Q factor quantifies how well the '1' and '0' signal levels are separated relative to their noise spread. Formally: Q = (μ₁ − μ₀) / (σ₁ + σ₀), where μ are the mean voltage levels and σ are the standard deviations of the two distributions at the sampling point. Higher Q means lower BER. The relationship is: BER ≈ erfc(Q / √2) / 2. A Q of 6 gives approximately BER = 10⁻⁹. A Q of 7 gives approximately BER = 10⁻¹². PCIe Gen5 requires Q ≥ 7 at the receiver decision point after all equalization.
What is pre-emphasis and why does it help?
Pre-emphasis is transmitter-side equalization that compensates for channel ISI before the signal enters the channel. The transmitter sends bits that transition from the previous bit at full swing, but de-emphasizes bits that continue at the same level — reducing their amplitude by a programmed amount (e.g., −3.5 dB or −6 dB).
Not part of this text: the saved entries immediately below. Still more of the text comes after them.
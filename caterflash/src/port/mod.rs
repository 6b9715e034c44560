//! Port abstraction for serial communication.
//!
//! The flasher only needs a byte stream with a short read timeout, so it is
//! written against the `Port` trait rather than a concrete serial port. On
//! native platforms `NativePort` wraps the `serialport` crate; tests drive
//! the flasher through a scripted in-memory port.
//!
//! ```text
//! +--------------------+
//! |  CaterinaFlasher   |
//! +---------+----------+
//!           |
//!           v
//! +---------+----------+
//! |     Port trait     |
//! +---------+----------+
//!           |
//!           v
//! +---------+----------+
//! |     NativePort     |
//! |    (serialport)    |
//! +--------------------+
//! ```
//!
//! `read` follows the usual conventions: `Ok(0)` means the other side went
//! away, `ErrorKind::TimedOut` or `ErrorKind::WouldBlock` means no data
//! arrived within the port timeout.

#[cfg(feature = "native")]
pub mod native;

#[cfg(test)]
pub(crate) mod mock;

use std::io::{Read, Write};
use std::time::Duration;

use crate::device::UsbId;
use crate::error::Result;
use crate::protocol::avr109::DEFAULT_BAUD;

/// Serial port configuration.
///
/// Ports are always opened 8N1 without flow control.
#[derive(Debug, Clone, PartialEq, Eq)]
pub struct SerialConfig {
    /// Port name/path (e.g., "/dev/ttyACM0", "COM3").
    pub port_name: String,
    /// Baud rate.
    pub baud_rate: u32,
    /// Read/write timeout.
    pub timeout: Duration,
}

impl Default for SerialConfig {
    fn default() -> Self {
        Self {
            port_name: String::new(),
            baud_rate: DEFAULT_BAUD,
            timeout: Duration::from_millis(50),
        }
    }
}

impl SerialConfig {
    /// Create a new configuration with port name and baud rate.
    pub fn new(port_name: impl Into<String>, baud_rate: u32) -> Self {
        Self {
            port_name: port_name.into(),
            baud_rate,
            ..Default::default()
        }
    }

    /// Set the timeout.
    #[must_use]
    pub fn with_timeout(mut self, timeout: Duration) -> Self {
        self.timeout = timeout;
        self
    }
}

/// Serial port information.
#[derive(Debug, Clone, Default, PartialEq, Eq)]
pub struct PortInfo {
    /// Port name/path.
    pub name: String,
    /// USB vendor ID (if available).
    pub vid: Option<u16>,
    /// USB product ID (if available).
    pub pid: Option<u16>,
    /// Manufacturer string (if available).
    pub manufacturer: Option<String>,
    /// Product string (if available).
    pub product: Option<String>,
    /// Serial number (if available).
    pub serial_number: Option<String>,
}

impl PortInfo {
    /// USB ID of the port, if it is a USB device.
    pub fn usb_id(&self) -> Option<UsbId> {
        match (self.vid, self.pid) {
            (Some(vid), Some(pid)) => Some(UsbId::new(vid, pid)),
            _ => None,
        }
    }
}

/// Byte stream to a bootloader.
pub trait Port: Read + Write + Send {
    /// Set the read/write timeout.
    fn set_timeout(&mut self, timeout: Duration) -> Result<()>;

    /// Get the current timeout.
    fn timeout(&self) -> Duration;

    /// Discard pending input and output.
    fn clear_buffers(&mut self) -> Result<()>;

    /// Get the port name/path.
    fn name(&self) -> &str;

    /// Close the port and release resources.
    ///
    /// After calling this method, the port cannot be used for further I/O.
    fn close(&mut self) -> Result<()>;

    /// Write all bytes, blocking until complete.
    fn write_all_bytes(&mut self, buf: &[u8]) -> Result<()> {
        std::io::Write::write_all(self, buf)?;
        std::io::Write::flush(self)?;
        Ok(())
    }
}

impl<T: Port + ?Sized> Port for &mut T {
    fn set_timeout(&mut self, timeout: Duration) -> Result<()> {
        (**self).set_timeout(timeout)
    }

    fn timeout(&self) -> Duration {
        (**self).timeout()
    }

    fn clear_buffers(&mut self) -> Result<()> {
        (**self).clear_buffers()
    }

    fn name(&self) -> &str {
        (**self).name()
    }

    fn close(&mut self) -> Result<()> {
        (**self).close()
    }
}

impl<T: Port + ?Sized> Port for Box<T> {
    fn set_timeout(&mut self, timeout: Duration) -> Result<()> {
        (**self).set_timeout(timeout)
    }

    fn timeout(&self) -> Duration {
        (**self).timeout()
    }

    fn clear_buffers(&mut self) -> Result<()> {
        (**self).clear_buffers()
    }

    fn name(&self) -> &str {
        (**self).name()
    }

    fn close(&mut self) -> Result<()> {
        (**self).close()
    }
}

/// Trait for listing available serial ports.
///
/// This is separated from `Port` because it's a static operation that
/// doesn't require an open port instance.
pub trait PortEnumerator {
    /// List all available serial ports.
    fn list_ports() -> Result<Vec<PortInfo>>;

    /// Find ports matching the given VID/PID.
    fn find_by_vid_pid(vid: u16, pid: u16) -> Result<Vec<PortInfo>> {
        Self::find_by_usb_ids(&[UsbId::new(vid, pid)])
    }

    /// Find ports matching any of the given USB IDs, in enumeration order.
    fn find_by_usb_ids(ids: &[UsbId]) -> Result<Vec<PortInfo>> {
        let ports = Self::list_ports()?;
        Ok(ports
            .into_iter()
            .filter(|p| p.usb_id().is_some_and(|id| ids.contains(&id)))
            .collect())
    }
}

#[cfg(feature = "native")]
pub use native::{NativePort, NativePortEnumerator};
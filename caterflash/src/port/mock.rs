//! Scripted in-memory port for driving sessions in tests.

use crate::error::Result;
use crate::port::Port;
use std::collections::VecDeque;
use std::io::{self, Read, Write};
use std::thread;
use std::time::Duration;

/// One scripted read result.
#[derive(Debug, Clone)]
pub(crate) enum Reply {
    /// Bytes handed out over one or more reads.
    Data(Vec<u8>),
    /// End of stream; every later read also returns `Ok(0)`.
    Eof,
}

/// Port that replays scripted replies and records everything written.
///
/// Once the script runs dry, reads time out after the port timeout.
pub(crate) struct MockPort {
    replies: VecDeque<Reply>,
    pub written: Vec<u8>,
    pub close_count: usize,
    pub clear_count: usize,
    timeout: Duration,
    write_budget: Option<usize>,
}

impl MockPort {
    pub fn new() -> Self {
        Self {
            replies: VecDeque::new(),
            written: Vec::new(),
            close_count: 0,
            clear_count: 0,
            timeout: Duration::from_millis(1),
            write_budget: None,
        }
    }

    /// Queue bytes to be read.
    #[must_use]
    pub fn reply(mut self, data: &[u8]) -> Self {
        self.replies.push_back(Reply::Data(data.to_vec()));
        self
    }

    /// Queue `count` acknowledges.
    #[must_use]
    pub fn acks(mut self, count: usize) -> Self {
        for _ in 0..count {
            self.replies.push_back(Reply::Data(vec![0x0D]));
        }
        self
    }

    /// Queue an end of stream.
    #[must_use]
    pub fn eof(mut self) -> Self {
        self.replies.push_back(Reply::Eof);
        self
    }

    /// Accept `count` writes, then fail every later one with `BrokenPipe`.
    #[must_use]
    pub fn fail_writes_after(mut self, count: usize) -> Self {
        self.write_budget = Some(count);
        self
    }

    /// A device that answers every command of a clean session of `pages` pages.
    pub fn caterina(pages: usize) -> Self {
        // P, A, every page, L
        Self::new().reply(b"CATERIN").acks(pages + 3)
    }
}

impl Read for MockPort {
    fn read(&mut self, buf: &mut [u8]) -> io::Result<usize> {
        match self.replies.pop_front() {
            Some(Reply::Data(mut data)) => {
                let n = data.len().min(buf.len());
                buf[..n].copy_from_slice(&data[..n]);
                if n < data.len() {
                    self.replies.push_front(Reply::Data(data.split_off(n)));
                }
                Ok(n)
            },
            Some(Reply::Eof) => {
                self.replies.push_front(Reply::Eof);
                Ok(0)
            },
            None => {
                thread::sleep(self.timeout);
                Err(io::Error::new(io::ErrorKind::TimedOut, "no data"))
            },
        }
    }
}

impl Write for MockPort {
    fn write(&mut self, buf: &[u8]) -> io::Result<usize> {
        match self.write_budget {
            Some(0) => return Err(io::Error::new(io::ErrorKind::BrokenPipe, "unplugged")),
            Some(ref mut left) => *left -= 1,
            None => {},
        }
        self.written.extend_from_slice(buf);
        Ok(buf.len())
    }

    fn flush(&mut self) -> io::Result<()> {
        Ok(())
    }
}

impl Port for MockPort {
    fn set_timeout(&mut self, timeout: Duration) -> Result<()> {
        self.timeout = timeout;
        Ok(())
    }

    fn timeout(&self) -> Duration {
        self.timeout
    }

    fn clear_buffers(&mut self) -> Result<()> {
        self.clear_count += 1;
        Ok(())
    }

    fn name(&self) -> &str {
        "mock"
    }

    fn close(&mut self) -> Result<()> {
        self.close_count += 1;
        Ok(())
    }
}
The channel then attenuates the high-frequency transition energy, but because transitions were boosted in advance, they arrive at the receiver with near-correct amplitude. The result is a more open eye at the receiver. Pre-emphasis is mandatory for PCIe Gen3+ and USB3 above about 4 inches of channel length. It is configured by writing to SerDes PHY registers, typically selected by the link training protocol during link equalization.
What data rates use eye diagrams in real products?
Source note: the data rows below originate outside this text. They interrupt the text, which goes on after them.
//! Intel HEX decoding.
//!
//! Intel HEX is a text format in which every line carries one record:
//!
//! ```text
//! +---+-------+---------+------+----------------+----------+
//! | : | LL    | AAAA    | TT   | DD ... DD      | CC       |
//! +---+-------+---------+------+----------------+----------+
//! |   | count | address | type | `count` bytes  | checksum |
//! +---+-------+---------+------+----------------+----------+
//! ```
//!
//! All fields are hex digit pairs. The checksum is the two's complement of the
//! sum of every preceding byte in the record, so the whole record sums to zero
//! modulo 256.
//!
//! Decoding produces a flat [`MemoryImage`] starting at address 0. Holes below
//! the highest written address read back as `0xFF`, the erased flash value.

pub use crate::error::ParseError;

use crate::error::{Error, Result};
use byteorder::{BigEndian, ByteOrder};
use log::{debug, trace};
use std::fmt;
use std::fs;
use std::path::Path;

/// Value of unprogrammed flash.
pub const ERASED_BYTE: u8 = 0xFF;

/// Length of the shortest possible record (`:LLAAAATTCC`).
const MIN_RECORD_LEN: usize = 11;

/// Intel HEX record types.
#[derive(Debug, Clone, Copy, PartialEq, Eq)]
#[repr(u8)]
pub enum RecordType {
    /// Data bytes at `high address + load address`.
    Data = 0x00,
    /// End of file.
    EndOfFile = 0x01,
    /// Segment base (`value << 4`) for following data records.
    ExtendedSegmentAddress = 0x02,
    /// 80x86 CS:IP start address.
    StartSegmentAddress = 0x03,
    /// Upper 16 address bits (`value << 16`) for following data records.
    ExtendedLinearAddress = 0x04,
    /// 32-bit start address.
    StartLinearAddress = 0x05,
}

impl TryFrom<u8> for RecordType {
    type Error = u8;

    fn try_from(value: u8) -> std::result::Result<Self, u8> {
        match value {
            0x00 => Ok(Self::Data),
            0x01 => Ok(Self::EndOfFile),
            0x02 => Ok(Self::ExtendedSegmentAddress),
            0x03 => Ok(Self::StartSegmentAddress),
            0x04 => Ok(Self::ExtendedLinearAddress),
            0x05 => Ok(Self::StartLinearAddress),
            other => Err(other),
        }
    }
}

/// A single decoded record.
#[derive(Debug, Clone, PartialEq, Eq)]
pub struct HexRecord {
    /// Number of data bytes.
    pub byte_count: u8,
    /// 16-bit load address (offset from the current high address).
    pub load_address: u16,
    /// Record type.
    pub record_type: RecordType,
    /// Data field.
    pub data: Vec<u8>,
    /// Checksum byte.
    pub checksum: u8,
}

impl HexRecord {
    /// Build a record and compute its checksum.
    ///
    /// Returns `None` if `data` is longer than 255 bytes.
    pub fn new(record_type: RecordType, load_address: u16, data: &[u8]) -> Option<Self> {
        let byte_count = u8::try_from(data.len()).ok()?;
        Some(Self::from_parts(record_type, load_address, byte_count, data))
    }

    fn from_parts(record_type: RecordType, load_address: u16, byte_count: u8, data: &[u8]) -> Self {
        let mut record = Self {
            byte_count,
            load_address,
            record_type,
            data: data.to_vec(),
            checksum: 0,
        };
        record.checksum = record.expected_checksum();
        record
    }

    /// Data record, or `None` if `data` is longer than 255 bytes.
    pub fn data(load_address: u16, data: &[u8]) -> Option<Self> {
        Self::new(RecordType::Data, load_address, data)
    }

    /// End-of-file record.
    pub fn end_of_file() -> Self {
        Self::from_parts(RecordType::EndOfFile, 0, 0, &[])
    }

    /// Extended segment address record.
    pub fn extended_segment_address(segment: u16) -> Self {
        Self::from_parts(
            RecordType::ExtendedSegmentAddress,
            0,
            2,
            &segment.to_be_bytes(),
        )
    }

    /// Extended linear address record.
    pub fn extended_linear_address(upper: u16) -> Self {
        Self::from_parts(RecordType::ExtendedLinearAddress, 0, 2, &upper.to_be_bytes())
    }

    /// Start segment address record (CS:IP).
    pub fn start_segment_address(cs_ip: u32) -> Self {
        Self::from_parts(RecordType::StartSegmentAddress, 0, 4, &cs_ip.to_be_bytes())
    }

    /// Start linear address record.
    pub fn start_linear_address(address: u32) -> Self {
        Self::from_parts(RecordType::StartLinearAddress, 0, 4, &address.to_be_bytes())
    }

    /// Checksum computed from the record contents.
    pub fn expected_checksum(&self) -> u8 {
        checksum(
            self.byte_count,
            self.load_address,
            self.record_type as u8,
            &self.data,
        )
    }
}

impl fmt::Display for HexRecord {
    fn fmt(&self, f: &mut fmt::Formatter<'_>) -> fmt::Result {
        write!(
            f,
            ":{:02X}{:04X}{:02X}",
            self.byte_count, self.load_address, self.record_type as u8
        )?;
        for byte in &self.data {
            write!(f, "{byte:02X}")?;
        }
        write!(f, "{:02X}", self.checksum)
    }
}

/// Two's complement of the byte sum of a record.
fn checksum(byte_count: u8, load_address: u16, record_type: u8, data: &[u8]) -> u8 {
    let [addr_hi, addr_lo] = load_address.to_be_bytes();
    let sum = data.iter().fold(
        byte_count
            .wrapping_add(addr_hi)
            .wrapping_add(addr_lo)
            .wrapping_add(record_type),
        |acc, b| acc.wrapping_add(*b),
    );
    sum.wrapping_neg()
}

/// Decoded firmware image.
///
/// `bytes[i]` is the content of flash address `i`. The image ends at the
/// highest address written by a data record.
#[derive(Debug, Clone, Default, PartialEq, Eq)]
pub struct MemoryImage {
    bytes: Vec<u8>,
    start_segment_address: Option<u32>,
    start_linear_address: Option<u32>,
}

impl MemoryImage {
    /// Wrap a raw binary, starting at address 0.
    pub fn from_bytes(bytes: Vec<u8>) -> Self {
        Self {
            bytes,
            ..Self::default()
        }
    }

    /// Decode Intel HEX text for a device with `capacity` bytes of flash.
    pub fn from_ihex_str(text: &str, capacity: usize) -> std::result::Result<Self, ParseError> {
        parse(text, capacity)
    }

    /// Load and decode an Intel HEX file.
    pub fn from_file<P: AsRef<Path>>(path: P, capacity: usize) -> Result<Self> {
        let path = path.as_ref();
        debug!("Loading Intel HEX from: {}", path.display());

        let raw = fs::read(path)?;
        let text =
            String::from_utf8(raw).map_err(|_| Error::Parse(ParseError::MalformedLine { line: 1 }))?;
        Ok(parse(&text, capacity)?)
    }

    /// Number of bytes up to and including the highest written address.
    pub fn len(&self) -> usize {
        self.bytes.len()
    }

    /// Whether no data record was present.
    pub fn is_empty(&self) -> bool {
        self.bytes.is_empty()
    }

    /// Image contents.
    pub fn as_bytes(&self) -> &[u8] {
        &self.bytes
    }

    /// CS:IP from a start segment address record, if present.
    pub fn start_segment_address(&self) -> Option<u32> {
        self.start_segment_address
    }

    /// Address from a start linear address record, if present.
    pub fn start_linear_address(&self) -> Option<u32> {
        self.start_linear_address
    }

    /// Number of `page_size` pages needed to hold the image.
    pub fn page_count(&self, page_size: usize) -> usize {
        if page_size == 0 {
            return 0;
        }
        self.bytes.len().div_ceil(page_size)
    }

    /// Payload of page `index`, padded with `0xFF` to exactly `page_size` bytes.
    pub fn page(&self, index: usize, page_size: usize) -> Option<Vec<u8>> {
        if index >= self.page_count(page_size) {
            return None;
        }
        let start = index * page_size;
        let end = (start + page_size).min(self.bytes.len());

        let mut page = Vec::with_capacity(page_size);
        page.extend_from_slice(&self.bytes[start..end]);
        page.resize(page_size, ERASED_BYTE);
        Some(page)
    }

    /// Count of bytes that differ from the erased value.
    pub fn programmed_bytes(&self) -> usize {
        self.bytes.iter().filter(|&&b| b != ERASED_BYTE).count()
    }
}

/// Decode Intel HEX text into a [`MemoryImage`].
///
/// `capacity` is the size of the device flash in bytes; data reaching past it
/// is rejected.
pub fn parse(text: &str, capacity: usize) -> std::result::Result<MemoryImage, ParseError> {
    let input = text.as_bytes();
    let mut reader = RecordReader { input, pos: 0 };

    let mut image = MemoryImage::default();
    let mut high_address: usize = 0;
    let mut line = 0;

    while input.len() - reader.pos >= MIN_RECORD_LEN {
        line += 1;
        let record = reader.next_record(line)?;
        trace!(
            "line {line}: {:?} @ {:#06x}, {} bytes",
            record.record_type, record.load_address, record.byte_count
        );

        match record.record_type {
            RecordType::Data => {
                let address = high_address + usize::from(record.load_address);
                let end = address + record.data.len();
                if end > capacity {
                    return Err(ParseError::AddressOutOfRange {
                        line,
                        address,
                        end,
                        capacity,
                    });
                }
                if end > image.bytes.len() {
                    image.bytes.resize(end, ERASED_BYTE);
                }
                image.bytes[address..end].copy_from_slice(&record.data);
            },
            RecordType::EndOfFile => {
                expect_len(&record, 0, line)?;
                debug!(
                    "Decoded {line} records, image is {} bytes",
                    image.bytes.len()
                );
                return Ok(image);
            },
            RecordType::ExtendedSegmentAddress => {
                expect_address_record(&record, 2, line)?;
                high_address = usize::from(BigEndian::read_u16(&record.data)) << 4;
            },
            RecordType::StartSegmentAddress => {
                expect_address_record(&record, 4, line)?;
                image.start_segment_address = Some(BigEndian::read_u32(&record.data));
            },
            RecordType::ExtendedLinearAddress => {
                expect_address_record(&record, 2, line)?;
                high_address = usize::from(BigEndian::read_u16(&record.data)) << 16;
            },
            RecordType::StartLinearAddress => {
                expect_address_record(&record, 4, line)?;
                image.start_linear_address = Some(BigEndian::read_u32(&record.data));
            },
        }

        reader.skip_line_ending();
    }

    Err(ParseError::MissingEndOfFile)
}

fn expect_len(record: &HexRecord, len: u8, line: usize) -> std::result::Result<(), ParseError> {
    if record.byte_count != len {
        return Err(ParseError::InvalidRecordLength {
            line,
            record_type: record.record_type as u8,
            byte_count: record.byte_count,
        });
    }
    Ok(())
}

fn expect_address_record(
    record: &HexRecord,
    len: u8,
    line: usize,
) -> std::result::Result<(), ParseError> {
    expect_len(record, len, line)?;
    if record.load_address != 0 {
        return Err(ParseError::NonZeroLoadAddress {
            line,
            record_type: record.record_type as u8,
            load_address: record.load_address,
        });
    }
    Ok(())
}

/// Cursor over the raw input.
struct RecordReader<'a> {
    input: &'a [u8],
    pos: usize,
}

impl RecordReader<'_> {
    /// Decode the record at the cursor and verify its checksum.
    fn next_record(&mut self, line: usize) -> std::result::Result<HexRecord, ParseError> {
        if self.input[self.pos] != b':' {
            return Err(ParseError::MalformedLine { line });
        }
        self.pos += 1;

        let byte_count = self.read_byte(line)?;
        let load_address = u16::from_be_bytes([self.read_byte(line)?, self.read_byte(line)?]);
        let raw_type = self.read_byte(line)?;
        let data = (0..byte_count)
            .map(|_| self.read_byte(line))
            .collect::<std::result::Result<Vec<u8>, _>>()?;
        let actual = self.read_byte(line)?;

        let expected = checksum(byte_count, load_address, raw_type, &data);
        if expected != actual {
            return Err(ParseError::ChecksumMismatch {
                line,
                expected,
                actual,
            });
        }

        let record_type = RecordType::try_from(raw_type).map_err(|record_type| {
            ParseError::UnknownRecordType { line, record_type }
        })?;

        Ok(HexRecord {
            byte_count,
            load_address,
            record_type,
            data,
            checksum: actual,
        })
    }

    /// Read one hex digit pair.
    fn read_byte(&mut self, line: usize) -> std::result::Result<u8, ParseError> {
        let pair = self
            .input
            .get(self.pos..self.pos + 2)
            .ok_or(ParseError::MalformedLine { line })?;
        let hi = hex_digit(pair[0]).ok_or(ParseError::MalformedLine { line })?;
        let lo = hex_digit(pair[1]).ok_or(ParseError::MalformedLine { line })?;
        self.pos += 2;
        Ok((hi << 4) | lo)
    }

    /// Consume an optional `\r` followed by an optional `\n`.
    fn skip_line_ending(&mut self) {
        if self.input.get(self.pos) == Some(&b'\r') {
            self.pos += 1;
        }
        if self.input.get(self.pos) == Some(&b'\n') {
            self.pos += 1;
        }
    }
}

#[allow(clippy::cast_possible_truncation)]
fn hex_digit(c: u8) -> Option<u8> {
    // to_digit(16) is at most 15
    char::from(c).to_digit(16).map(|d| d as u8)
}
Eye diagrams are standard at: PCIe Gen5 (32 GT/s per lane), PCIe Gen6 (64 GT/s PAM4), USB4 Gen3 (40 Gbps), DDR5 (up to 6400 MT/s), LPDDR5 (up to 8533 MT/s), 100GbE (25G NRZ per lane), 400GbE (53G PAM4 per lane), 112G ZR coherent optical, and all SerDes interfaces above ~1 Gbps. Below ~100 Mbps, channels are clean enough that eye diagrams are rarely needed. The IEEE 802.3 Ethernet standards and PCI-SIG PCIe specifications all include compliance eye mask templates that silicon and system vendors must meet before shipping.
What is mask testing in eye diagrams?
Mask testing overlays a standard-defined forbidden zone — the mask — on the eye diagram. The mask is typically a hexagonal or rectangular polygon defining the minimum acceptable eye opening. If any oscilloscope trace enters the mask region during compliance testing, the device fails. For BER targets like 10⁻¹² that cannot be directly measured in finite time, engineers use bathtub curves: BER is measured vs. sampling offset across the UI, and the curve is extrapolated to the target BER using statistical models. The extrapolated eye width at the target BER is what must clear the mask. This explains why signal integrity lab instruments cost $50,000–$200,000 — the calibration and extrapolation algorithms are the core value.